**Records supplied**
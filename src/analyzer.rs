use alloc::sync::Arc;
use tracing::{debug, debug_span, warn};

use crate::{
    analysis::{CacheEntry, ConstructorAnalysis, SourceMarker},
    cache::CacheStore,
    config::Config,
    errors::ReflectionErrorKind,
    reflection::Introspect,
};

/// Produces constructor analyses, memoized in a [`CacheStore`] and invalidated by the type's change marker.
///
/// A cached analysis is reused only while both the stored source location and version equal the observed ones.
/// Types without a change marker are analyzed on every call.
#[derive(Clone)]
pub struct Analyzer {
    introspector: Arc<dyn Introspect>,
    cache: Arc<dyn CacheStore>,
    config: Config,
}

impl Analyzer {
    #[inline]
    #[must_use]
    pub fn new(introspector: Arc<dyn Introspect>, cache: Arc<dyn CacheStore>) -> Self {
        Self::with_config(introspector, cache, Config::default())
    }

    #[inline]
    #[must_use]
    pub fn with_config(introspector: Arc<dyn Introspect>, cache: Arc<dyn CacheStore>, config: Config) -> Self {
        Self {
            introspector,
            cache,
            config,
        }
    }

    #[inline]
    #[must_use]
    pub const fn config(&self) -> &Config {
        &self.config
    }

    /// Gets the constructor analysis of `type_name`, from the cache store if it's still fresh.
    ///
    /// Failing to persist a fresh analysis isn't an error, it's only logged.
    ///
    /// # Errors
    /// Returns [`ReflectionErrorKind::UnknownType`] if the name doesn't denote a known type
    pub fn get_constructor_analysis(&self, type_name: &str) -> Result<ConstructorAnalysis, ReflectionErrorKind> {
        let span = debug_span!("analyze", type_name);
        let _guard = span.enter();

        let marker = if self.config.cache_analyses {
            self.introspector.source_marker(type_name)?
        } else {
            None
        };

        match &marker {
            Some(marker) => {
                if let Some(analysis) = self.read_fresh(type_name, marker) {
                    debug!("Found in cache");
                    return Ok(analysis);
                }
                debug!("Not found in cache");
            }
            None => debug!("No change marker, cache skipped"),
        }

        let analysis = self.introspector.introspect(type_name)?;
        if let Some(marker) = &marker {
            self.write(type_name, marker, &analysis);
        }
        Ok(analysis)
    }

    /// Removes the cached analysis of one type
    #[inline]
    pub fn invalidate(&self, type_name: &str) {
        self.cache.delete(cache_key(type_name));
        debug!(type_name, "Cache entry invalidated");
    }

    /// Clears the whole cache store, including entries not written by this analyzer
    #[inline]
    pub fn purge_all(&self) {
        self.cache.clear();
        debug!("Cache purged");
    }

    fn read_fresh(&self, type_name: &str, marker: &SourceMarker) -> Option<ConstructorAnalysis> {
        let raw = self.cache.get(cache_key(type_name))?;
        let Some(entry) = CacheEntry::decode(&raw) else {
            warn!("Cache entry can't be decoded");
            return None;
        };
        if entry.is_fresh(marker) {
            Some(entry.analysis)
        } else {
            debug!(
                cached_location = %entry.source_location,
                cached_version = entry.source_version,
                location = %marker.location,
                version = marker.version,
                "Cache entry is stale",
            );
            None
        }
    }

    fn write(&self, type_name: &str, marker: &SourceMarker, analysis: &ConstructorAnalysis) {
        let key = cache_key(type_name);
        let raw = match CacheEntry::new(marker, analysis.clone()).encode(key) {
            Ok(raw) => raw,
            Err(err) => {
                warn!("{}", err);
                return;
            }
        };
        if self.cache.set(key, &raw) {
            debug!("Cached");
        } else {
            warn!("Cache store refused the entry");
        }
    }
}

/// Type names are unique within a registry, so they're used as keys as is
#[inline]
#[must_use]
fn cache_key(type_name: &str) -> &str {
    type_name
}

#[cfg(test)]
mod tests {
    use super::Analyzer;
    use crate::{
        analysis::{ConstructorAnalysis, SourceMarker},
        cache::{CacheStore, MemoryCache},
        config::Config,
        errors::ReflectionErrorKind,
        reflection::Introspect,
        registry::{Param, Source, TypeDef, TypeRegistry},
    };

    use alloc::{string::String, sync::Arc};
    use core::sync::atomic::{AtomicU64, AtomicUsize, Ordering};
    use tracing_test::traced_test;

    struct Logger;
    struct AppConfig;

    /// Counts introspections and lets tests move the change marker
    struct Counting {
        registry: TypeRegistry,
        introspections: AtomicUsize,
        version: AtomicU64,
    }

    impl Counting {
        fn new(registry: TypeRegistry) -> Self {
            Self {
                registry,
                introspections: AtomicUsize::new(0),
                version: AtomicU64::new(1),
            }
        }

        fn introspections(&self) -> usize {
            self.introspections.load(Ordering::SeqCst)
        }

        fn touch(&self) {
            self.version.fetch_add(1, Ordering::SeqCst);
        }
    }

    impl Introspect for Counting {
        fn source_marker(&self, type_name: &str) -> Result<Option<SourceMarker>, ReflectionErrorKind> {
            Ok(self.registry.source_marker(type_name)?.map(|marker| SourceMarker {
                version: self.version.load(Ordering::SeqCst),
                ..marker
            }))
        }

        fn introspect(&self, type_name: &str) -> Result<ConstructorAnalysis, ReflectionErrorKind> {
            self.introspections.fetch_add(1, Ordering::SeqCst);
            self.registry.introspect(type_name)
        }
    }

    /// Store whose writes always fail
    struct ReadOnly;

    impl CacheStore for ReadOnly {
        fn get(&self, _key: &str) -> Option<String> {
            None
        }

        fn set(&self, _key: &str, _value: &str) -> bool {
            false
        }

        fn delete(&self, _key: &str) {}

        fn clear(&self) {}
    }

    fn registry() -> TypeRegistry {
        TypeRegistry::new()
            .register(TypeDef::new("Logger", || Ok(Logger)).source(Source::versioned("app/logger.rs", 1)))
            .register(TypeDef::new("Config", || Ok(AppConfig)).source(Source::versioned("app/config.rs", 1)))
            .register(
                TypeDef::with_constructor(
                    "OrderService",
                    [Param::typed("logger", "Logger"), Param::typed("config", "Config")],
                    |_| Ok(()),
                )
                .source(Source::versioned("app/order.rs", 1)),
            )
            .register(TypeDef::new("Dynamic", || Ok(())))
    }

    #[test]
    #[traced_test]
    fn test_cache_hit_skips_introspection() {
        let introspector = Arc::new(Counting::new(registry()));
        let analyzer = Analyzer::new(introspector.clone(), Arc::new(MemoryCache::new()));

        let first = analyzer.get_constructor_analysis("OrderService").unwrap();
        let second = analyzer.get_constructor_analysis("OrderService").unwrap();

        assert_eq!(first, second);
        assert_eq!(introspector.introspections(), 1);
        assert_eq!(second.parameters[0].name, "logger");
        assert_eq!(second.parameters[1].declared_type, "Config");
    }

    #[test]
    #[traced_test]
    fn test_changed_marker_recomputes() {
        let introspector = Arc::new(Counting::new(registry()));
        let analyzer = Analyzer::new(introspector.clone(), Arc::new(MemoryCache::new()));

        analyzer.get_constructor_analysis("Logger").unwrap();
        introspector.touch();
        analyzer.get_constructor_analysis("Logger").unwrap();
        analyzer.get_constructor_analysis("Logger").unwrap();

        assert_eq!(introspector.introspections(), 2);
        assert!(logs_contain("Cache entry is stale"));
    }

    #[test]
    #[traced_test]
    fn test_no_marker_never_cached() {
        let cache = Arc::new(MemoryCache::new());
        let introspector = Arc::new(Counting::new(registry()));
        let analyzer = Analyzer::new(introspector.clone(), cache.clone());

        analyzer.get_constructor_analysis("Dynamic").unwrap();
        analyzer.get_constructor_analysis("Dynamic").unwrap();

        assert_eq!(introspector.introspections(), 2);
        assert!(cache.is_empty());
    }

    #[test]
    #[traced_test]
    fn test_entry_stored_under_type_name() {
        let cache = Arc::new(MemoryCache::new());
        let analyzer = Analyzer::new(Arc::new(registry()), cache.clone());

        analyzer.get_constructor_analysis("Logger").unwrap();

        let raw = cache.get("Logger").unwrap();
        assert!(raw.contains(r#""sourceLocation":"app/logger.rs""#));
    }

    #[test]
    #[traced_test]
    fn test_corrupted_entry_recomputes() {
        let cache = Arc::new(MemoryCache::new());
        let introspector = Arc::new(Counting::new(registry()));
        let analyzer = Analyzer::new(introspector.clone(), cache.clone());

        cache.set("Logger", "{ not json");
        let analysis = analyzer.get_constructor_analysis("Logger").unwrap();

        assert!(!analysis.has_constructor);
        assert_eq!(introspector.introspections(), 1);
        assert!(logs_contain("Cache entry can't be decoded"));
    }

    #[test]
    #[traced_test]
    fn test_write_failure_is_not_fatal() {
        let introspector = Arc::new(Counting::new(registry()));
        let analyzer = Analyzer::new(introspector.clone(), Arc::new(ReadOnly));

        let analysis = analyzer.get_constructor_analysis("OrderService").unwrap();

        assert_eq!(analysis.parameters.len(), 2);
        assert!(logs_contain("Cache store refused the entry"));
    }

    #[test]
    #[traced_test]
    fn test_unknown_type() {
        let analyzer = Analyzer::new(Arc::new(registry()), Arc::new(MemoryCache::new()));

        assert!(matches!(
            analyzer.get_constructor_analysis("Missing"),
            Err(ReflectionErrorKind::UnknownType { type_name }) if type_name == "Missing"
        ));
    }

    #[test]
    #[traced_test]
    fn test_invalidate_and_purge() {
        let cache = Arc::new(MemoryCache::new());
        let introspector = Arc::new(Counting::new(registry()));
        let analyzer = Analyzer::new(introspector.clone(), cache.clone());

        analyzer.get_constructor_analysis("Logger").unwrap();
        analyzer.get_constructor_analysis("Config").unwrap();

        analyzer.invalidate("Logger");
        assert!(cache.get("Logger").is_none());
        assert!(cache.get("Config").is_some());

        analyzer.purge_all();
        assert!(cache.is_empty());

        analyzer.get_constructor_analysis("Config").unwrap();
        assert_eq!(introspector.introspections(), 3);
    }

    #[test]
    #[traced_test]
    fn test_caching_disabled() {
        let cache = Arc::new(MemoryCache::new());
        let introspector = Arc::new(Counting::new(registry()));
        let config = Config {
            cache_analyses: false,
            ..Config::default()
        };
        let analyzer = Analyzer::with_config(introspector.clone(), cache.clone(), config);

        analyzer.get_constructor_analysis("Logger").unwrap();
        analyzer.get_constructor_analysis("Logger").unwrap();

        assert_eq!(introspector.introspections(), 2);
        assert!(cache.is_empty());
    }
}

**Problem statement**
Scan the listing and copy every line where the string "TypeRegistry" shows up.

**Final answer**
        registry::{Param, Source, TypeDef, TypeRegistry},
        registry: TypeRegistry,
        fn new(registry: TypeRegistry) -> Self {
    fn registry() -> TypeRegistry {
        TypeRegistry::new()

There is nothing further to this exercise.